About a mysterious box and the liability for accidental events 250 years ago

Location
Law Senior Common Room
Dates
Thursday 9 March 2017 (14:00-15:00)

Global Legal Studies group: Professor Bernd Kannowski (Bayreuth)

Abstract:

My paper will deal with a decision of the old Holy Roman Empire's Supreme Court ("Reichskammergericht") from the middle of the 18th century regarding a cause célèbre of those days. With the background of the Lisbon earthquake of 1755 it concerns legal problems from a field we might consider as tort law today ("Deliktsrecht" or "Recht der unerlaubten Handlung" in German) deriving from the actio legis Aquiliae from Roman law as it is found in the ius commune from the Middle Ages  onwards until Early Modern Times and at least in principle in some Continental legal systems still today.

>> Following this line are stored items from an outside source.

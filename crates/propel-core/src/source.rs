#![forbid(unsafe_code)]

//! The [`Source`] trait and its combinators.
//!
//! Combinators are cold: each call to `subscribe_with` subscribes upstream
//! anew and keeps per-subscription state, so two subscribers of the same
//! `Map` or `CombineLatest` never share intermediate values.

use std::cell::RefCell;
use std::marker::PhantomData;
use std::rc::Rc;

use crate::stream::SourceStream;
use crate::subscription::{Observer, Subscription};

/// Anything that can be subscribed to.
pub trait Source<T: 'static> {
    /// Register `observer` and return the guard that keeps it attached.
    fn subscribe_with(&self, observer: Observer<T>) -> Subscription;

    /// Register a value-only callback.
    fn subscribe(&self, next: impl Fn(&T) + 'static) -> Subscription
    where
        Self: Sized,
    {
        self.subscribe_with(Observer::new(next))
    }

    /// Transform every value with `f`.
    fn map<U, F>(self, f: F) -> Map<Self, F, T>
    where
        Self: Sized,
        F: Fn(&T) -> U + 'static,
        U: 'static,
    {
        Map {
            source: self,
            f: Rc::new(f),
            _marker: PhantomData,
        }
    }

    /// Suppress values equal to the previous one delivered to the same
    /// subscriber.
    fn distinct_until_changed(self) -> Distinct<Self, T>
    where
        Self: Sized,
        T: Clone + PartialEq,
    {
        Distinct {
            source: self,
            _marker: PhantomData,
        }
    }

    /// Type-erase into a shareable handle.
    fn shared(self) -> SharedSource<T>
    where
        Self: Sized + 'static,
    {
        Rc::new(self)
    }

    /// Bridge into a [`futures::Stream`]. The subscription lives as long as
    /// the returned stream.
    fn to_stream(&self) -> SourceStream<T>
    where
        Self: Sized,
        T: Clone,
    {
        SourceStream::subscribe(self)
    }
}

/// Reference-counted, type-erased source.
pub type SharedSource<T> = Rc<dyn Source<T>>;

impl<T: 'static> Source<T> for Rc<dyn Source<T>> {
    fn subscribe_with(&self, observer: Observer<T>) -> Subscription {
        (**self).subscribe_with(observer)
    }
}

// ---------------------------------------------------------------------------
// map
// ---------------------------------------------------------------------------

/// Source returned by [`Source::map`].
pub struct Map<S, F, T> {
    source: S,
    f: Rc<F>,
    _marker: PhantomData<fn(&T)>,
}

impl<S, F, T, U> Source<U> for Map<S, F, T>
where
    S: Source<T>,
    F: Fn(&T) -> U + 'static,
    T: 'static,
    U: 'static,
{
    fn subscribe_with(&self, observer: Observer<U>) -> Subscription {
        let f = Rc::clone(&self.f);
        self.source
            .subscribe_with(Observer::relay(Rc::new(observer), move |value, out| {
                out.next(&f(value));
            }))
    }
}

// ---------------------------------------------------------------------------
// distinct_until_changed
// ---------------------------------------------------------------------------

/// Source returned by [`Source::distinct_until_changed`].
pub struct Distinct<S, T> {
    source: S,
    _marker: PhantomData<fn(&T)>,
}

impl<S, T> Source<T> for Distinct<S, T>
where
    S: Source<T>,
    T: Clone + PartialEq + 'static,
{
    fn subscribe_with(&self, observer: Observer<T>) -> Subscription {
        let last: RefCell<Option<T>> = RefCell::new(None);
        self.source
            .subscribe_with(Observer::relay(Rc::new(observer), move |value: &T, out| {
                {
                    let mut last = last.borrow_mut();
                    if last.as_ref() == Some(value) {
                        return;
                    }
                    *last = Some(value.clone());
                }
                out.next(value);
            }))
    }
}

// ---------------------------------------------------------------------------
// combine_latest
// ---------------------------------------------------------------------------

/// Source returned by [`combine_latest`].
pub struct CombineLatest<A, B, TA, TB> {
    a: A,
    b: B,
    _marker: PhantomData<fn(&TA, &TB)>,
}

/// Emit `(a, b)` pairs once both sources have produced a value, and again
/// whenever either produces a new one.
///
/// Completes when both sources complete; the first error from either side
/// is forwarded.
pub fn combine_latest<A, B, TA, TB>(a: A, b: B) -> CombineLatest<A, B, TA, TB>
where
    A: Source<TA>,
    B: Source<TB>,
    TA: Clone + 'static,
    TB: Clone + 'static,
{
    CombineLatest {
        a,
        b,
        _marker: PhantomData,
    }
}

struct Latest<TA, TB> {
    a: Option<TA>,
    b: Option<TB>,
    completed: u8,
}

impl<TA: Clone, TB: Clone> Latest<TA, TB> {
    fn pair(&self) -> Option<(TA, TB)> {
        Some((self.a.clone()?, self.b.clone()?))
    }
}

impl<A, B, TA, TB> Source<(TA, TB)> for CombineLatest<A, B, TA, TB>
where
    A: Source<TA>,
    B: Source<TB>,
    TA: Clone + 'static,
    TB: Clone + 'static,
{
    fn subscribe_with(&self, observer: Observer<(TA, TB)>) -> Subscription {
        let observer = Rc::new(observer);
        let latest = Rc::new(RefCell::new(Latest {
            a: None,
            b: None,
            completed: 0,
        }));

        let side_a = {
            let (latest, on_next, on_error, on_done) = (
                Rc::clone(&latest),
                Rc::clone(&observer),
                Rc::clone(&observer),
                Rc::clone(&observer),
            );
            let done = Rc::clone(&latest);
            Observer::new(move |value: &TA| {
                let pair = {
                    let mut latest = latest.borrow_mut();
                    latest.a = Some(value.clone());
                    latest.pair()
                };
                if let Some(pair) = pair {
                    on_next.next(&pair);
                }
            })
            .on_error(move |err| on_error.error(err))
            .on_completed(move || complete_one(&done, &on_done))
        };

        let side_b = {
            let (latest, on_next, on_error, on_done) = (
                Rc::clone(&latest),
                Rc::clone(&observer),
                Rc::clone(&observer),
                Rc::clone(&observer),
            );
            let done = Rc::clone(&latest);
            Observer::new(move |value: &TB| {
                let pair = {
                    let mut latest = latest.borrow_mut();
                    latest.b = Some(value.clone());
                    latest.pair()
                };
                if let Some(pair) = pair {
                    on_next.next(&pair);
                }
            })
            .on_error(move |err| on_error.error(err))
            .on_completed(move || complete_one(&done, &on_done))
        };

        let sub_a = self.a.subscribe_with(side_a);
        let sub_b = self.b.subscribe_with(side_b);
        sub_a.join(sub_b)
    }
}

fn complete_one<TA, TB, O>(latest: &RefCell<Latest<TA, TB>>, observer: &Observer<O>) {
    let all_done = {
        let mut latest = latest.borrow_mut();
        latest.completed += 1;
        latest.completed == 2
    };
    if all_done {
        observer.completed();
    }
}

// ---------------------------------------------------------------------------
// constant
// ---------------------------------------------------------------------------

/// Source returned by [`constant`].
#[derive(Debug, Clone)]
pub struct Constant<T> {
    value: T,
}

/// A source that delivers `value` to each subscriber once and never
/// completes.
pub fn constant<T: Clone + 'static>(value: T) -> Constant<T> {
    Constant { value }
}

impl<T: Clone + 'static> Source<T> for Constant<T> {
    fn subscribe_with(&self, observer: Observer<T>) -> Subscription {
        observer.next(&self.value);
        Subscription::from_guard(Rc::new(observer))
    }
}

// ---------------------------------------------------------------------------
// Tests
// ---------------------------------------------------------------------------

#[cfg(test)]
mod tests {
    use super::*;
    use crate::behavior::BehaviorSubject;
    use crate::error::StreamError;
    use crate::subject::Subject;
    use std::cell::Cell;

    fn collect<T: Clone + 'static>(source: &impl Source<T>) -> (Rc<RefCell<Vec<T>>>, Subscription) {
        let log = Rc::new(RefCell::new(Vec::new()));
        let l = Rc::clone(&log);
        let sub = source.subscribe(move |v: &T| l.borrow_mut().push(v.clone()));
        (log, sub)
    }

    #[test]
    fn map_transforms_values() {
        let subject = Subject::new();
        let mapped = subject.clone().map(|v: &i32| v * 2);
        let (log, _sub) = collect(&mapped);
        subject.next(1);
        subject.next(5);
        assert_eq!(*log.borrow(), vec![2, 10]);
    }

    #[test]
    fn map_forwards_completion() {
        let subject: Subject<i32> = Subject::new();
        let mapped = subject.clone().map(|v| v + 1);
        let done = Rc::new(Cell::new(false));
        let d = Rc::clone(&done);
        let _sub = mapped.subscribe_with(Observer::new(|_| {}).on_completed(move || d.set(true)));
        subject.complete();
        assert!(done.get());
    }

    #[test]
    fn distinct_suppresses_repeats() {
        let subject = Subject::new();
        let distinct = subject.clone().distinct_until_changed();
        let (log, _sub) = collect(&distinct);
        for v in [1, 1, 2, 2, 2, 1] {
            subject.next(v);
        }
        assert_eq!(*log.borrow(), vec![1, 2, 1]);
    }

    #[test]
    fn combine_latest_waits_for_both() {
        let a = Subject::new();
        let b = BehaviorSubject::new(false);
        let combined = combine_latest(a.clone(), b.clone()).map(|(x, y): &(bool, bool)| *x && !*y);
        let (log, _sub) = collect(&combined);
        assert!(log.borrow().is_empty());

        a.next(true);
        b.set(true);
        b.set(false);
        a.next(false);
        assert_eq!(*log.borrow(), vec![true, false, true, false]);
    }

    #[test]
    fn combine_latest_completes_after_both() {
        let a: Subject<i32> = Subject::new();
        let b: Subject<i32> = Subject::new();
        let done = Rc::new(Cell::new(false));
        let d = Rc::clone(&done);
        let _sub = combine_latest(a.clone(), b.clone())
            .subscribe_with(Observer::new(|_| {}).on_completed(move || d.set(true)));
        a.complete();
        assert!(!done.get());
        b.complete();
        assert!(done.get());
    }

    #[test]
    fn combine_latest_forwards_error() {
        let a: Subject<i32> = Subject::new();
        let b: Subject<i32> = Subject::new();
        let failed = Rc::new(Cell::new(false));
        let f = Rc::clone(&failed);
        let _sub = combine_latest(a.clone(), b)
            .subscribe_with(Observer::new(|_| {}).on_error(move |_| f.set(true)));
        a.error(StreamError::msg("nope"));
        assert!(failed.get());
    }

    #[test]
    fn constant_delivers_once_per_subscriber() {
        let source = constant(true);
        let (first, _s1) = collect(&source);
        let (second, _s2) = collect(&source);
        assert_eq!(*first.borrow(), vec![true]);
        assert_eq!(*second.borrow(), vec![true]);
    }

    #[test]
    fn shared_source_subscribes_through_rc() {
        let subject = Subject::new();
        let shared: SharedSource<i32> = subject.clone().shared();
        let (log, _sub) = collect(&shared);
        subject.next(3);
        assert_eq!(*log.borrow(), vec![3]);
    }

    #[test]
    fn dropping_outer_subscription_detaches_upstream() {
        let subject: Subject<i32> = Subject::new();
        let sub = subject.clone().map(|v| *v).subscribe(|_| {});
        assert!(subject.has_observers());
        drop(sub);
        assert!(!subject.has_observers());
    }
}
//! Dialect re-export and rendering extensions.
//!
//! Every dialect-specific rendering choice lives behind [`DialectExt`], so
//! evaluators and builders never branch on dialect names inline.

pub use jsonsql_types::Dialect;

use crate::error::{Error, Result};

/// Rendering hooks for dialect-specific SQL shapes.
pub trait DialectExt {
    /// Cast suffix for typed scalar literals (`::DATE`, `::UUID`, ...).
    /// Empty in the SQLite family, which compares the text forms directly.
    fn scalar_cast(&self, cast: &'static str) -> &'static str;

    /// Wraps an expression in a cast to the given storage type name.
    fn cast(&self, expr: &str, storage: &str) -> String;

    /// The string-aggregation function name.
    fn string_agg_name(&self) -> &'static str;

    /// Renders epoch-seconds extraction from a datetime expression.
    fn extract_epoch(&self, expr: &str) -> String;

    /// The pattern-match operator, honoring case-insensitivity where the
    /// dialect can.
    fn like_operator(&self, case_insensitive: bool) -> &'static str;

    /// Renders a regular-expression match, or fails on dialects without a
    /// default regexp operator.
    fn regex_match(&self, expr: &str, pattern: &str) -> Result<String>;

    /// Scalar greatest/least function names (`GREATEST`/`LEAST` vs the
    /// SQLite multi-argument `MAX`/`MIN` forms).
    fn greatest_name(&self) -> &'static str;
    fn least_name(&self) -> &'static str;
}

impl DialectExt for Dialect {
    fn scalar_cast(&self, cast: &'static str) -> &'static str {
        if self.is_postgres() { cast } else { "" }
    }

    fn cast(&self, expr: &str, storage: &str) -> String {
        format!("CAST({expr} AS {storage})")
    }

    fn string_agg_name(&self) -> &'static str {
        match self {
            // SQLite 3.44 added STRING_AGG as a GROUP_CONCAT alias.
            Dialect::PostgreSql | Dialect::Sqlite344Extensions => "STRING_AGG",
            Dialect::SqliteMinimal => "GROUP_CONCAT",
        }
    }

    fn extract_epoch(&self, expr: &str) -> String {
        match self {
            Dialect::PostgreSql => format!("EXTRACT(EPOCH FROM {expr})"),
            Dialect::SqliteMinimal => format!("CAST(STRFTIME('%s', {expr}) AS REAL)"),
            Dialect::Sqlite344Extensions => format!("UNIXEPOCH({expr})"),
        }
    }

    fn like_operator(&self, case_insensitive: bool) -> &'static str {
        if case_insensitive && self.is_postgres() {
            "ILIKE"
        } else {
            // SQLite LIKE is already case-insensitive for ASCII.
            "LIKE"
        }
    }

    fn regex_match(&self, expr: &str, pattern: &str) -> Result<String> {
        if self.is_postgres() {
            Ok(format!("{expr} ~ {pattern}"))
        } else {
            Err(Error::domain(
                "Operator 'REGEXP' is not supported by default in SQLite",
            ))
        }
    }

    fn greatest_name(&self) -> &'static str {
        if self.is_postgres() { "GREATEST" } else { "MAX" }
    }

    fn least_name(&self) -> &'static str {
        if self.is_postgres() { "LEAST" } else { "MIN" }
    }
}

The background is a story about a valuable packet that was mistakenly mixed up with another and accordingly not transported to its actual destination (which was London) but to Lisbon (where it was destroyed as a result of the said earthquake). As you can see, the case has an English and an international dimension as well. Legal topics are the ever so often tricky questions of causality and responsibility, which is presumably relevant for all jurists wherever in the world they may work. Moreover, it is about certain principles of Roman law which seem to have a certain inherent  persuasiveness so that they maybe always apply, regardless of the legal system we are in.